History

From a Korean river to a deer-mouse boom

Hantavirus disease has been around for a long time, but the cause was only identified in the late 1970s, and the New-World pulmonary form was a complete surprise in 1993. For very recent events, see Outbreaks.

1951–1953
Korean War — "Korean hemorrhagic fever"
About 3,000 UN troops develop a previously-unknown fever-and-kidney-failure illness near the Hantan River. The disease pushes US Army researchers to look for a cause for the next two decades.
1976 / 1978
Lee et al. isolate Hantaan virus
South Korean virologist Ho Wang Lee and colleagues identify the agent in the lungs of striped field mice (Apodemus agrarius) trapped near the Hantan River; cell-culture isolation follows in 1978. The virus is named Hantaan and the family eventually Hantaviridae for the river.
May 1993
Four Corners outbreak — discovery of Sin Nombre virus
A cluster of fatal acute respiratory illness on the Navajo Nation (Arizona / Colorado / New Mexico / Utah) baffles clinicians. CDC investigators identify a new hantavirus they call Sin Nombre ("nameless"), carried by deer mice. The outbreak is linked to the 1992–93 El Niño rains and a deer-mouse population boom.
1995
Andes virus identified
HPS cases in southern Argentina lead to identification of Andes virus in long-tailed pygmy rice rats — the only hantavirus that goes on to be documented spreading person-to-person.
August 2012
Yosemite — Curry Village cluster
10 visitors to Yosemite National Park's Curry Village contract Sin Nombre virus from deer-mouse-infested insulated "signature" tent cabins; 3 die. The double-walled cabins had become unintentional rodent nests.
2018–2019
Epuyén, Argentina — Andes-virus super-spreaders
An outbreak in Chubut, Patagonia produces 34 confirmed cases and 11 deaths, traced to a single rodent introduction amplified by three "super-spreaders" at social events. R 2.12 before isolation, 0.96 after — the clearest evidence yet that one hantavirus can spread between people.
Recurring
European Puumala waves
Finland and Germany see large nephropathia-epidemica outbreaks on a 3–4 year cycle, tied to bank-vole population peaks driven by good seed-mast years. More on Puumala →
February 2025
Santa Fe — Betsy Arakawa case
Pianist Betsy Arakawa, wife of actor Gene Hackman, dies of hantavirus pulmonary syndrome at their Santa Fe home — New Mexico's first hantavirus death of 2025. Rodent feces found in outbuildings on the property. Full case →
April–May 2026
Antarctic-cruise Andes-virus cluster (WHO)
WHO reports a small cluster of 7 cases / 3 deaths among passengers and crew of an expedition vessel that departed Ushuaia, Argentina; global risk assessed as low. Highlights how Andes-virus exposure can travel. Full case →

Why is it called "hantavirus"?

Named after the Hantan River in present-day South Korea, along which Lee's research team trapped the rodents that yielded the first isolated hantavirus. The river name itself comes from the Korean word han, meaning "great." Sin Nombre virus, by contrast, was deliberately named "no name" after several proposed place-names were rejected by local communities.
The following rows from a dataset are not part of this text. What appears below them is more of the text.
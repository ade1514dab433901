//! Copy the assembled root onto the mounted root partition.

use std::collections::HashMap;
use std::ffi::CString;
use std::fs;
use std::io;
use std::os::unix::ffi::OsStrExt;
use std::os::unix::fs::{MetadataExt, OpenOptionsExt, PermissionsExt};
use std::path::{Path, PathBuf};

use dockboot_core::error::{ConvertError, Result};
use dockboot_core::event::Phase;
use tokio_util::sync::CancellationToken;

use super::layout::{DiskLayout, PartitionRole};
use crate::oci::layers::{self, AssembledRoot, EntryKind, TreeEntry};

/// Mount points every bootable root needs, with their modes.
const MOUNT_POINTS: &[(&str, u32)] = &[
    ("boot", 0o755),
    ("proc", 0o555),
    ("sys", 0o555),
    ("dev", 0o755),
    ("run", 0o755),
    ("tmp", 0o1777),
];

#[derive(Debug, Clone, Default)]
pub struct PopulateOptions {
    /// Apply ownership and create device nodes.
    pub privileged: bool,
    pub cancel: Option<CancellationToken>,
}

#[derive(Debug, Clone, Copy, Default, PartialEq, Eq)]
pub struct PopulateStats {
    pub files: usize,
    pub hardlinks: usize,
    pub directories: usize,
    pub symlinks: usize,
    pub devices: usize,
    pub skipped_devices: usize,
    pub bytes: u64,
}

/// Recreate `root` under `dest` with modes, owners and times from the index.
pub fn populate(root: &AssembledRoot, dest: &Path, options: &PopulateOptions) -> Result<PopulateStats> {
    let mut stats = PopulateStats::default();
    // (dev, ino) of the source -> first destination path
    let mut inodes: HashMap<(u64, u64), PathBuf> = HashMap::new();

    for (rel, entry) in root.entries() {
        if let Some(token) = &options.cancel {
            if token.is_cancelled() {
                return Err(ConvertError::Cancelled(Phase::Populate));
            }
        }

        let src = root.path().join(rel);
        let dst = dest.join(rel);

        match &entry.kind {
            EntryKind::Directory => {
                if !fs::symlink_metadata(&dst).map(|m| m.is_dir()).unwrap_or(false) {
                    clear(&dst)?;
                    fs::create_dir(&dst).map_err(|e| io_err("creating", &dst, e))?;
                }
                stats.directories += 1;
            }
            EntryKind::File | EntryKind::Hardlink { .. } => {
                clear(&dst)?;
                let meta = fs::symlink_metadata(&src).map_err(|e| io_err("stat", &src, e))?;
                if !meta.file_type().is_file() {
                    return Err(ConvertError::Internal(format!(
                        "{} is indexed as a file but is not a regular file",
                        rel.display()
                    )));
                }
                let key = (meta.dev(), meta.ino());
                match inodes.get(&key) {
                    Some(first) => {
                        fs::hard_link(first, &dst).map_err(|e| io_err("linking", &dst, e))?;
                        stats.hardlinks += 1;
                        continue;
                    }
                    None => {
                        stats.bytes += copy_file(&src, &dst)?;
                        stats.files += 1;
                        inodes.insert(key, dst.clone());
                    }
                }
            }
            EntryKind::Symlink { target } => {
                clear(&dst)?;
                std::os::unix::fs::symlink(target, &dst)
                    .map_err(|e| io_err("creating symlink", &dst, e))?;
                stats.symlinks += 1;
            }
            kind @ (EntryKind::CharDevice { .. } | EntryKind::BlockDevice { .. } | EntryKind::Fifo) => {
                if !options.privileged && *kind != EntryKind::Fifo {
                    tracing::warn!(path = %rel.display(), "Skipping device node (unprivileged)");
                    stats.skipped_devices += 1;
                    continue;
                }
                clear(&dst)?;
                layers::make_node(&dst, kind, entry.mode)
                    .map_err(|e| io_err("mknod", &dst, io::Error::from(e)))?;
                stats.devices += 1;
            }
            EntryKind::Whiteout { .. } | EntryKind::Opaque => continue,
        }

        apply_metadata(&dst, entry, options.privileged)?;
    }

    // Directory modes and times last, deepest first, so writes above do not
    // bump them and read-only directories do not block their children.
    for (rel, entry) in root.entries().iter().rev() {
        if entry.kind.is_dir() {
            let dst = dest.join(rel);
            set_mode(&dst, entry.mode)?;
            set_mtime(&dst, entry.mtime)?;
        }
    }

    create_mount_points(dest)?;

    tracing::info!(
        dest = %dest.display(),
        files = stats.files,
        directories = stats.directories,
        symlinks = stats.symlinks,
        hardlinks = stats.hardlinks,
        bytes = stats.bytes,
        "Populated root filesystem"
    );
    if stats.skipped_devices > 0 {
        tracing::warn!(count = stats.skipped_devices, "Device nodes skipped");
    }
    Ok(stats)
}

fn apply_metadata(dst: &Path, entry: &TreeEntry, privileged: bool) -> Result<()> {
    if privileged {
        std::os::unix::fs::lchown(dst, Some(entry.uid as u32), Some(entry.gid as u32))
            .map_err(|e| io_err("chown", dst, e))?;
    }
    match entry.kind {
        EntryKind::Directory => Ok(()),
        EntryKind::Symlink { .. } => set_mtime(dst, entry.mtime),
        _ => {
            // chown clears setuid bits, so the mode goes after it
            set_mode(dst, entry.mode)?;
            set_mtime(dst, entry.mtime)
        }
    }
}

/// Copy a regular file without following a symlink at either end.
fn copy_file(src: &Path, dst: &Path) -> Result<u64> {
    let mut input = fs::OpenOptions::new()
        .read(true)
        .custom_flags(libc::O_NOFOLLOW)
        .open(src)
        .map_err(|e| io_err("opening", src, e))?;
    let mut output = fs::OpenOptions::new()
        .write(true)
        .create_new(true)
        .open(dst)
        .map_err(|e| io_err("creating", dst, e))?;
    io::copy(&mut input, &mut output).map_err(|e| io_err("copying", dst, e))
}

fn set_mode(path: &Path, mode: u32) -> Result<()> {
    fs::set_permissions(path, fs::Permissions::from_mode(mode)).map_err(|e| io_err("chmod", path, e))
}

/// Set atime and mtime without following symlinks.
fn set_mtime(path: &Path, mtime: u64) -> Result<()> {
    let c_path = CString::new(path.as_os_str().as_bytes())
        .map_err(|_| ConvertError::Internal(format!("Path contains NUL: {}", path.display())))?;
    let ts = libc::timespec {
        tv_sec: mtime as libc::time_t,
        tv_nsec: 0,
    };
    let times = [ts, ts];
    // SAFETY: c_path is a valid NUL-terminated string and times has two elements.
    let rc = unsafe {
        libc::utimensat(
            libc::AT_FDCWD,
            c_path.as_ptr(),
            times.as_ptr(),
            libc::AT_SYMLINK_NOFOLLOW,
        )
    };
    if rc != 0 {
        return Err(io_err("setting times on", path, io::Error::last_os_error()));
    }
    Ok(())
}

/// Remove whatever non-directory sits at `path`.
fn clear(path: &Path) -> Result<()> {
    match fs::symlink_metadata(path) {
        Ok(meta) if meta.is_dir() => {
            fs::remove_dir_all(path).map_err(|e| io_err("removing", path, e))
        }
        Ok(_) => fs::remove_file(path).map_err(|e| io_err("removing", path, e)),
        Err(_) => Ok(()),
    }
}

fn create_mount_points(dest: &Path) -> Result<()> {
    for (name, mode) in MOUNT_POINTS {
        let path = dest.join(name);
        if fs::symlink_metadata(&path).is_ok() {
            continue;
        }
        fs::create_dir(&path).map_err(|e| io_err("creating", &path, e))?;
        set_mode(&path, *mode)?;
    }
    Ok(())
}

/// Write `/etc/fstab` mounting the root (and boot) partition by label.
pub fn write_fstab(dest: &Path, layout: &DiskLayout) -> Result<()> {
    let mut fstab = String::from("# <file system>\t<mount point>\t<type>\t<options>\t<dump>\t<pass>\n");
    let root = layout.root();
    fstab.push_str(&format!(
        "LABEL={}\t/\t{}\tdefaults,errors=remount-ro\t0\t1\n",
        root.label,
        root.filesystem.mount_type()
    ));
    for part in layout.partitions.iter().filter(|p| p.role == PartitionRole::Boot) {
        fstab.push_str(&format!(
            "LABEL={}\t/boot\t{}\tdefaults\t0\t2\n",
            part.label.to_ascii_uppercase(),
            part.filesystem.mount_type()
        ));
    }

    write_beneath(dest, Path::new("etc/fstab"), fstab.as_bytes())?;
    tracing::debug!(root = %dest.display(), "Wrote fstab");
    Ok(())
}

/// Label used for errors about the populated root.
const ROOT_LABEL: &str = "populated root";

/// Host path of directory `rel` inside `root`, created if missing.
///
/// Symlinks along the way resolve as they would inside the target, so the
/// result never leaves `root`. A non-directory in the way is replaced.
pub(crate) fn dir_beneath(root: &Path, rel: &Path) -> Result<PathBuf> {
    let resolved = layers::resolve_beneath(root, rel, ROOT_LABEL)?;
    let mut current = root.to_path_buf();
    for part in resolved.iter() {
        current.push(part);
        match fs::symlink_metadata(&current) {
            Ok(meta) if meta.is_dir() => continue,
            Ok(_) => {
                tracing::warn!(path = %current.display(), "Replacing non-directory in the way");
                clear(&current)?;
            }
            Err(e) if e.kind() == io::ErrorKind::NotFound => {}
            Err(e) => return Err(io_err("stat", &current, e)),
        }
        fs::create_dir(&current).map_err(|e| io_err("creating", &current, e))?;
    }
    Ok(current)
}

/// Replace file `rel` inside `root` with `contents`.
///
/// A symlink at `rel` is removed, never written through.
pub(crate) fn write_beneath(root: &Path, rel: &Path, contents: &[u8]) -> Result<PathBuf> {
    let name = rel
        .file_name()
        .ok_or_else(|| ConvertError::Internal(format!("no file name in {}", rel.display())))?;
    let parent = dir_beneath(root, rel.parent().unwrap_or(Path::new("")))?;
    let path = parent.join(name);
    clear(&path)?;
    let mut file = fs::OpenOptions::new()
        .write(true)
        .create_new(true)
        .open(&path)
        .map_err(|e| io_err("creating", &path, e))?;
    io::Write::write_all(&mut file, contents).map_err(|e| io_err("writing", &path, e))?;
    Ok(path)
}

fn io_err(what: &str, path: &Path, err: io::Error) -> ConvertError {
    ConvertError::io(format!("{} {}", what, path.display()), err)
}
Frequently asked questions

How many people died in the 1993 Four Corners outbreak?

The initial cluster killed roughly half of about two dozen patients. The discovery launched US-wide HPS surveillance — 309 deaths in 890 cases through 2023.

Did anyone die in the 2012 Yosemite hantavirus outbreak?

Yes — three of ten patients died after exposure in Curry Village's insulated tent cabins.

What was the Epuyén outbreak?

A 2018–19 Andes-virus outbreak in Argentina with 34 cases and 11 deaths; the clearest documented person-to-person hantavirus transmission.